---- The data
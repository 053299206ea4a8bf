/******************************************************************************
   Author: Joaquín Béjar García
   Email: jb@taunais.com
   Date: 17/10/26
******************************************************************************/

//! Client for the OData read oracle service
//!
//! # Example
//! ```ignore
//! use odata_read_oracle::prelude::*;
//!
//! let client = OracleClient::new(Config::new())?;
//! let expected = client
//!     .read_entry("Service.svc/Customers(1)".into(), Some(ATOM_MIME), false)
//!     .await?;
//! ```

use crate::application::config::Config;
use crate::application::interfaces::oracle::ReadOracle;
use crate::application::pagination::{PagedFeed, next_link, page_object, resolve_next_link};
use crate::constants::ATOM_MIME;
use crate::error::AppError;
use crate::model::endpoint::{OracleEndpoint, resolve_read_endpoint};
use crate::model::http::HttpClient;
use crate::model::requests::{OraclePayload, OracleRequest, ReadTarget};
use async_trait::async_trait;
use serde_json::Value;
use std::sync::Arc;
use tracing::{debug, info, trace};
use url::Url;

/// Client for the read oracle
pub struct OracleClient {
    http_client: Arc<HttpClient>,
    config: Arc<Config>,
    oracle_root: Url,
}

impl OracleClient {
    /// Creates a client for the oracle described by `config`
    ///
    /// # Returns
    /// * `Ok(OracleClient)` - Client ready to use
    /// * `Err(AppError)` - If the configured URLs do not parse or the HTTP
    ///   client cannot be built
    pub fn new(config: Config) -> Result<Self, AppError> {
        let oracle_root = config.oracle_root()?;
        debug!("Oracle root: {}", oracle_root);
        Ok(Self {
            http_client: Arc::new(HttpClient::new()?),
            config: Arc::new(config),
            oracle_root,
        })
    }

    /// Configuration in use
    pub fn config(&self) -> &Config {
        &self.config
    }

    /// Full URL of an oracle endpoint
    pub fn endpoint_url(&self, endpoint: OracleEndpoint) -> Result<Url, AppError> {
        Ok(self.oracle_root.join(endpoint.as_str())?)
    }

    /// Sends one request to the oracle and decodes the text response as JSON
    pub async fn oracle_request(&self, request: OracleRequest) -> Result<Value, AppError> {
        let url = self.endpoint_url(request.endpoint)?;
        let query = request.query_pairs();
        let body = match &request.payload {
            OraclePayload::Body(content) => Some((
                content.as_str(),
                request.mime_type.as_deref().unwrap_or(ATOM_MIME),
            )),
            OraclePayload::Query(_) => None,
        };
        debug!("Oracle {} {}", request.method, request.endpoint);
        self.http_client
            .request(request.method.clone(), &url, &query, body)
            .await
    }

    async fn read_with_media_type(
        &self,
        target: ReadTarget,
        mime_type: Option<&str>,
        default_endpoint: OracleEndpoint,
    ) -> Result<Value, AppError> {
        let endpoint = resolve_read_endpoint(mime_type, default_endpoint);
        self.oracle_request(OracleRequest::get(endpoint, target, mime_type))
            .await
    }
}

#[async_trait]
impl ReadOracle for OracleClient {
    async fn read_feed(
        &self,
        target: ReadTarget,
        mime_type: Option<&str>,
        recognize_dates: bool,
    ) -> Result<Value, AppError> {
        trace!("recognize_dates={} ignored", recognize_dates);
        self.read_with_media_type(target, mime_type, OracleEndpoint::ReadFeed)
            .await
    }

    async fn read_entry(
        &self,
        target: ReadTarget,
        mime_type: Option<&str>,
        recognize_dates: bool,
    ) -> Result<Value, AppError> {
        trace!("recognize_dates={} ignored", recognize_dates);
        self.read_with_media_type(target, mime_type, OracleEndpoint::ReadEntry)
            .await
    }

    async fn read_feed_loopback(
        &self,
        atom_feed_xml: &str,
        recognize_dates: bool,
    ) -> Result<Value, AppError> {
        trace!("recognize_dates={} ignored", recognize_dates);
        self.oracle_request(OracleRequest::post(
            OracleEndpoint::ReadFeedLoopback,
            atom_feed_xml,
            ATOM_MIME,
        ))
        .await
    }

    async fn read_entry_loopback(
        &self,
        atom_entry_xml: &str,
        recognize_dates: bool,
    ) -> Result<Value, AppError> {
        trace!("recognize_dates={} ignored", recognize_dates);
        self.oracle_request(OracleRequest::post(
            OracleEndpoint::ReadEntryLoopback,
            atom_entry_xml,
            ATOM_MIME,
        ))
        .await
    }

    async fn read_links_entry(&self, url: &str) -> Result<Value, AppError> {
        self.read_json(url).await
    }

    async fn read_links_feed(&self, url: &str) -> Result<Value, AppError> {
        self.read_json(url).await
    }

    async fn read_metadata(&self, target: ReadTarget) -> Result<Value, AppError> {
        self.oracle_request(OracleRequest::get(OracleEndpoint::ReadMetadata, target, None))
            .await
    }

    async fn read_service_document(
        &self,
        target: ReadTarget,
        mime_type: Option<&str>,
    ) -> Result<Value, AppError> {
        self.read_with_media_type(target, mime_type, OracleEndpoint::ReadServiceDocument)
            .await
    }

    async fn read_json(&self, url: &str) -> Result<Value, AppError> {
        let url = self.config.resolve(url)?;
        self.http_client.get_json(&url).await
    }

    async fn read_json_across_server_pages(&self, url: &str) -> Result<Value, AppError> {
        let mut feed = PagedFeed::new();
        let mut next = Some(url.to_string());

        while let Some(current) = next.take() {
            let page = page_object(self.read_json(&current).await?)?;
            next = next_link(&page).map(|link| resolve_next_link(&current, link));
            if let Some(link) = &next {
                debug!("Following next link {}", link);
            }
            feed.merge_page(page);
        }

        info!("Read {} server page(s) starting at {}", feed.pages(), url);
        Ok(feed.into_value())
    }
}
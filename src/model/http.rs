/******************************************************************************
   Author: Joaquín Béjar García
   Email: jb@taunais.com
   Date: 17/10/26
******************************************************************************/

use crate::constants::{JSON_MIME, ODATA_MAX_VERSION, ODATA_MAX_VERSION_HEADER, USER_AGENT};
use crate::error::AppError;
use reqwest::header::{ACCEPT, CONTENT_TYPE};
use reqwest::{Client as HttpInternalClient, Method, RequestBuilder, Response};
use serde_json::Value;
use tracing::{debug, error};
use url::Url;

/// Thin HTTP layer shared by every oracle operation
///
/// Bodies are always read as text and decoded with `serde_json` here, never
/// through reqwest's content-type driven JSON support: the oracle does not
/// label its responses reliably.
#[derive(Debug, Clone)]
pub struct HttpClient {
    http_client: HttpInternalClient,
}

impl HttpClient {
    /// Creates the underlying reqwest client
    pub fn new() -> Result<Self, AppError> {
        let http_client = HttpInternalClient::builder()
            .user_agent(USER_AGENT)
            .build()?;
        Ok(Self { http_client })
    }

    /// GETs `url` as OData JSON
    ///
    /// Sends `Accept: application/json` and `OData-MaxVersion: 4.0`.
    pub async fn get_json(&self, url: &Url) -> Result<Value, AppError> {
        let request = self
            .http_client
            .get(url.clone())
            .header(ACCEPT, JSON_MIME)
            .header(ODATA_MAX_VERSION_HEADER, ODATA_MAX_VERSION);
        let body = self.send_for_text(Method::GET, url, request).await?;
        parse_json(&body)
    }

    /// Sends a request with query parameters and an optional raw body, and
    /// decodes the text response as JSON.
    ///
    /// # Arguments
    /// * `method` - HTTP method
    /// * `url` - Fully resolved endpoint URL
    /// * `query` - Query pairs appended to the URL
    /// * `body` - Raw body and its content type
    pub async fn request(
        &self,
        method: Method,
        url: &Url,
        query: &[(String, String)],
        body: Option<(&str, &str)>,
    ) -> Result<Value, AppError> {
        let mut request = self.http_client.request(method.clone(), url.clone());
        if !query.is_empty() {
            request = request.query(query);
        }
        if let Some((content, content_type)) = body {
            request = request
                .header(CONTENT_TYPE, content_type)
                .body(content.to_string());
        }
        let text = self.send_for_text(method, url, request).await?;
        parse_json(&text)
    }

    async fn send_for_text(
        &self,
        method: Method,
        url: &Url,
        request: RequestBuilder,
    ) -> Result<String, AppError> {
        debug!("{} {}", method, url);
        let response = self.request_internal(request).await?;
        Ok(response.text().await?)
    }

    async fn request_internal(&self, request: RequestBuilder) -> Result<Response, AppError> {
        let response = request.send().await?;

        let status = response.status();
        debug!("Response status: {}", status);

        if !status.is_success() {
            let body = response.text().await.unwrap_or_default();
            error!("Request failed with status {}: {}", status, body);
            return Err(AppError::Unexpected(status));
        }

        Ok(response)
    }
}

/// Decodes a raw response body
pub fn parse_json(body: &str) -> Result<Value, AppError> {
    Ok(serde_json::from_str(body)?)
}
--------
Directions for this task
Print only these lines, please. They run from the start of the entries above to the line containing "use crate::constants::ATOM_MIME;", both ends included, and must match exactly.

Answer to this problem
repository 053299206ea4a8bf
/******************************************************************************
   Author: Joaquín Béjar García
   Email: jb@taunais.com
   Date: 17/10/26
******************************************************************************/

//! Client for the OData read oracle service
//!
//! # Example
//! ```ignore
//! use odata_read_oracle::prelude::*;
//!
//! let client = OracleClient::new(Config::new())?;
//! let expected = client
//!     .read_entry("Service.svc/Customers(1)".into(), Some(ATOM_MIME), false)
//!     .await?;
//! ```

use crate::application::config::Config;
use crate::application::interfaces::oracle::ReadOracle;
use crate::application::pagination::{PagedFeed, next_link, page_object, resolve_next_link};
use crate::constants::ATOM_MIME;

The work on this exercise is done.